◆ **What you have to do**: Output exactly the lines between the one holding "pub mod request;" and the last line of the data below, both of those lines included.

◆ **Data**:
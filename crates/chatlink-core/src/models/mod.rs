//! chatlink 도메인 모델.
//!
//! 연결 상태, 프레임, 요청, 메트릭 등 크레이트 간 공유하는 데이터 구조체.

pub mod activity;
pub mod connection;
pub mod frame;
pub mod metrics;
pub mod request;
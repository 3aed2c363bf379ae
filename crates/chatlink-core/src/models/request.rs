//! 스트림 요청 모델.

use serde::{Deserialize, Serialize};

/// 하나의 논리적 요청 파라미터.
///
/// `reconnect()`는 마지막 `start()`의 요청을 그대로 재사용한다.
#[derive(Debug, Clone, PartialEq, Eq, Serialize, Deserialize)]
pub struct StreamRequest {
    /// 사용자 입력
    pub input_text: String,
    /// 대화 세션 ID (불투명 문자열)
    pub session_id: String,
    /// Bearer 토큰 (있으면 토큰 모드, 없으면 테넌트 해시 레거시 모드)
    #[serde(default)]
    pub auth_token: Option<String>,
}

impl StreamRequest {
    /// 새 요청 생성
    pub fn new(input_text: impl Into<String>, session_id: impl Into<String>) -> Self {
        Self {
            input_text: input_text.into(),
            session_id: session_id.into(),
            auth_token: None,
        }
    }

    /// Bearer 토큰 지정
    pub fn with_token(mut self, token: impl Into<String>) -> Self {
        self.auth_token = Some(token.into());
        self
    }
}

◆ **Answer to this task**:
pub mod request;
repository 3aed2c363bf379ae
filename crates/chatlink-core/src/models/request.rs
//! 스트림 요청 모델.

use serde::{Deserialize, Serialize};

/// 하나의 논리적 요청 파라미터.
///
/// `reconnect()`는 마지막 `start()`의 요청을 그대로 재사용한다.
#[derive(Debug, Clone, PartialEq, Eq, Serialize, Deserialize)]
pub struct StreamRequest {
    /// 사용자 입력
    pub input_text: String,
    /// 대화 세션 ID (불투명 문자열)
    pub session_id: String,
    /// Bearer 토큰 (있으면 토큰 모드, 없으면 테넌트 해시 레거시 모드)
    #[serde(default)]
    pub auth_token: Option<String>,
}

impl StreamRequest {
    /// 새 요청 생성
    pub fn new(input_text: impl Into<String>, session_id: impl Into<String>) -> Self {
        Self {
            input_text: input_text.into(),
            session_id: session_id.into(),
            auth_token: None,
        }
    }

    /// Bearer 토큰 지정
    pub fn with_token(mut self, token: impl Into<String>) -> Self {
        self.auth_token = Some(token.into());
        self
    }
}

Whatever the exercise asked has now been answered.